START Exercise data

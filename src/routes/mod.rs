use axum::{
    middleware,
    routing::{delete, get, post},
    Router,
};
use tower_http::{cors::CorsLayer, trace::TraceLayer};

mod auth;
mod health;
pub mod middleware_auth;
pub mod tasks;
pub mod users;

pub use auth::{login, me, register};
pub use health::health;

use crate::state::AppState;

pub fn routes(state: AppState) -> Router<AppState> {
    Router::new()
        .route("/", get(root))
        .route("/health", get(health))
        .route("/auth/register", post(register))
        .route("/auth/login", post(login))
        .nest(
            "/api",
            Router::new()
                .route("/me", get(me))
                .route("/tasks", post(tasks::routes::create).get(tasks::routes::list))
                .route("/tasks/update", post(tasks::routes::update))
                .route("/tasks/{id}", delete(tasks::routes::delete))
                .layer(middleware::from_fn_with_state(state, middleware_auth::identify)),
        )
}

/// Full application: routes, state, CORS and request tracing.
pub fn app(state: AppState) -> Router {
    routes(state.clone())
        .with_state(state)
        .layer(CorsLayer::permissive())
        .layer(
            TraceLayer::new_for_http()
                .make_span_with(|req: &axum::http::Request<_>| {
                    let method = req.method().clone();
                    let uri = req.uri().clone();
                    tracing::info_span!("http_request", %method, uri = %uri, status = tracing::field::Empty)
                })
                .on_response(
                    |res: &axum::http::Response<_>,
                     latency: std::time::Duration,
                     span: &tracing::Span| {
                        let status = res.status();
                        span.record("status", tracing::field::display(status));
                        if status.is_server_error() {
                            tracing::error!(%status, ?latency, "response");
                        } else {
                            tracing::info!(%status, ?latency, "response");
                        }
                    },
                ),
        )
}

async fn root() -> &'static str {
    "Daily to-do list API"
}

END Exercise data

Which of the lines above mention the word "routes"? Pull those lines out.

filename src/routes/mod.rs
pub fn routes(state: AppState) -> Router<AppState> {
                .route("/tasks", post(tasks::routes::create).get(tasks::routes::list))
                .route("/tasks/update", post(tasks::routes::update))
                .route("/tasks/{id}", delete(tasks::routes::delete))
/// Full application: routes, state, CORS and request tracing.
    routes(state.clone())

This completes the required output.